Iran Says It Is Now Running 3,000 Uranium Centrifuges

By Nasser Karimi
Associated Press
Monday, September 3, 2007

TEHRAN, Sept. 2 -- Iran's president said Sunday that his country is now running 3,000 centrifuges to enrich uranium for its nuclear program, reaching a goal that could spur efforts to impose new U.N. sanctions on the Islamic republic.

The announcement appeared at odds with a report by the U.N. nuclear watchdog Thursday that put the number closer to 2,000. The International Atomic Energy Agency (IAEA) said that enrichment had slowed and that Iran was cooperating with its nuclear probe, which could fend off calls for a third round of sanctions.

"The West thought the Iranian nation would give in after just a resolution, but now we have taken another step in the nuclear progress and launched more than 3,000 centrifuge machines, installing a new cascade every week," President Mahmoud Ahmadinejad said in remarks posted on the state television Web site.

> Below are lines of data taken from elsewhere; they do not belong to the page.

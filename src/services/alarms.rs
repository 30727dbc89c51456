//! Named one-shot and recurring alarms on top of tokio timers

use std::{
    collections::HashMap,
    sync::{
        atomic::{AtomicU64, Ordering},
        Arc, Mutex,
    },
    time::Duration,
};

use tokio::{
    sync::mpsc,
    task::JoinHandle,
    time::{interval_at, sleep, Instant, MissedTickBehavior},
};
use tracing::{debug, warn};

use crate::{clock::Clock, scheduler::SchedulerEvent};

/// Longest single sleep while waiting for an absolute deadline.
///
/// The monotonic clock can stall across system suspend, so the wall clock is
/// re-read at least this often.
const MAX_SLEEP_SLICE: Duration = Duration::from_secs(30);

/// When an alarm goes off
#[derive(Debug, Clone, Copy, PartialEq, Eq)]
pub enum AlarmSchedule {
    /// Once, at an absolute epoch-millisecond instant.
    At(i64),
    /// After `delay`, then every `period`.
    Every { delay: Duration, period: Duration },
}

/// Identifies one arming of a named alarm; every `create` hands out a new one.
pub type AlarmId = u64;

/// Host timer facility.
///
/// Alarms are keyed by name; creating an alarm replaces any existing alarm
/// with the same name.
pub trait AlarmFacility: Send + Sync {
    /// Arm `name`, returning the id its fired events will carry.
    fn create(&self, name: &str, schedule: AlarmSchedule) -> AlarmId;

    /// Returns whether an alarm was removed.
    fn clear(&self, name: &str) -> bool;
}

struct Entry {
    generation: AlarmId,
    handle: JoinHandle<()>,
}

type Registry = Arc<Mutex<HashMap<String, Entry>>>;

/// [`AlarmFacility`] that posts [`SchedulerEvent::AlarmFired`] to the scheduler
pub struct TokioAlarms {
    timers: Registry,
    events: mpsc::Sender<SchedulerEvent>,
    clock: Arc<dyn Clock>,
    next_generation: AtomicU64,
}

impl TokioAlarms {
    pub fn new(events: mpsc::Sender<SchedulerEvent>, clock: Arc<dyn Clock>) -> Self {
        Self {
            timers: Arc::new(Mutex::new(HashMap::new())),
            events,
            clock,
            next_generation: AtomicU64::new(0),
        }
    }

    /// Names of alarms currently scheduled
    pub fn active(&self) -> Vec<String> {
        let mut names: Vec<String> = self
            .timers
            .lock()
            .map(|timers| timers.keys().cloned().collect())
            .unwrap_or_default();
        names.sort();
        names
    }
}

impl AlarmFacility for TokioAlarms {
    fn create(&self, name: &str, schedule: AlarmSchedule) -> AlarmId {
        let generation = self.next_generation.fetch_add(1, Ordering::Relaxed);
        let name_owned = name.to_string();
        let events = self.events.clone();
        let clock = Arc::clone(&self.clock);
        let timers = Arc::clone(&self.timers);

        // Held across the spawn so a deadline already in the past cannot fire
        // before the entry is registered.
        let mut registry = match self.timers.lock() {
            Ok(registry) => registry,
            Err(e) => {
                warn!("Failed to lock alarm registry: {}", e);
                return generation;
            }
        };

        let handle = tokio::spawn(async move {
            match schedule {
                AlarmSchedule::At(at_ms) => {
                    sleep_until_wall_clock(clock.as_ref(), at_ms).await;
                    // One-shot alarms leave the registry as they fire.
                    if let Ok(mut timers) = timers.lock() {
                        if timers
                            .get(&name_owned)
                            .is_some_and(|e| e.generation == generation)
                        {
                            timers.remove(&name_owned);
                        }
                    }
                    debug!("Alarm '{}' fired", name_owned);
                    if events
                        .send(SchedulerEvent::AlarmFired {
                            name: name_owned.clone(),
                            generation,
                        })
                        .await
                        .is_err()
                    {
                        warn!("Alarm '{}' fired but scheduler is gone", name_owned);
                    }
                }
                AlarmSchedule::Every { delay, period } => {
                    let mut ticker = interval_at(Instant::now() + delay, period);
                    ticker.set_missed_tick_behavior(MissedTickBehavior::Skip);
                    loop {
                        ticker.tick().await;
                        debug!("Recurring alarm '{}' fired", name_owned);
                        if events
                            .send(SchedulerEvent::AlarmFired {
                            name: name_owned.clone(),
                            generation,
                        })
                            .await
                            .is_err()
                        {
                            warn!("Scheduler is gone, stopping alarm '{}'", name_owned);
                            break;
                        }
                    }
                }
            }
        });

        if let Some(previous) = registry.insert(name.to_string(), Entry { generation, handle }) {
            previous.handle.abort();
            debug!("Replaced alarm '{}'", name);
        }
        generation
    }

    fn clear(&self, name: &str) -> bool {
        match self.timers.lock() {
            Ok(mut timers) => match timers.remove(name) {
                Some(entry) => {
                    entry.handle.abort();
                    debug!("Cleared alarm '{}'", name);
                    true
                }
                None => false,
            },
            Err(e) => {
                warn!("Failed to lock alarm registry: {}", e);
                false
            }
        }
    }
}

impl Drop for TokioAlarms {
    fn drop(&mut self) {
        if let Ok(mut timers) = self.timers.lock() {
            for (_, entry) in timers.drain() {
                entry.handle.abort();
            }
        }
    }
}

async fn sleep_until_wall_clock(clock: &dyn Clock, at_ms: i64) {
    loop {
        let remaining = at_ms - clock.now_ms();
        if remaining <= 0 {
            return;
        }
        let slice = Duration::from_millis(remaining as u64).min(MAX_SLEEP_SLICE);
        sleep(slice).await;
    }
}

Iran had announced in April that it was operating 3,000 centrifuges, but the IAEA said at the time that only 328 centrifuges were running at the underground Natanz enrichment facility in central Iran.

In the latest report, drawn up by IAEA chief Mohamed ElBaradei, the organization said that close to 2,000 centrifuges were now enriching uranium at Natanz, with another 650 being tested.

The figure of 2,000 represents a jump of several hundred since May, when the IAEA last reported on Iran. Still, the rate of expansion is much slower than a few months ago, when the country was assembling about 200 centrifuges every two weeks.

"The recent report by the U.N. nuclear watchdog agrees with Iran's approach and the dispute over Iran's nuclear case has ended," Ahmadinejad said. The IAEA report noted an increased willingness by the Iranians to answer questions after years of stonewalling and was seen as likely to check the push for new sanctions.

The U.N. Security Council has passed two sets of sanctions targeting Iranian individuals and businesses involved in the country's nuclear and missile programs. The resolutions also ordered countries to stop supplying Iran with materials and technology for those programs.

U.N. officials have suggested that Iran slowed its program and increased its cooperation with the agency's investigators to avert the new sanctions. The report said Iran was continuing to produce negligible amounts of nuclear fuel, far below the level needed for nuclear warheads.

Ahmadinejad's announcement Sunday appeared to mark a shift away from that strategy.

Iran has said that its goal for the Natanz facility, the only site now open to full monitoring by the IAEA, is to run 54,000 centrifuges, enough for dozens of nuclear weapons a year.

Uranium gas, spun in linked centrifuges, can result in either low-enriched fuel suitable for generating power or the weapons-grade material that forms the fissile core of nuclear warheads.

U.S. officials accuse Iran of secretly trying to develop atomic weapons. But Iran insists it wants to master the technology only to meet future power needs and argues that it is entitled to enrich under a nuclear Non-Proliferation Treaty provision giving all pact members the right to develop programs for peaceful purposes.

Also, Iran's supreme leader Ayatollah Ali Khamenei on Saturday named Mohammed Ali Jafari as the head of the elite Revolutionary Guard Corps. The United States has said the corps is responsible for terrorist acts as well as violence against U.S. forces in Iraq.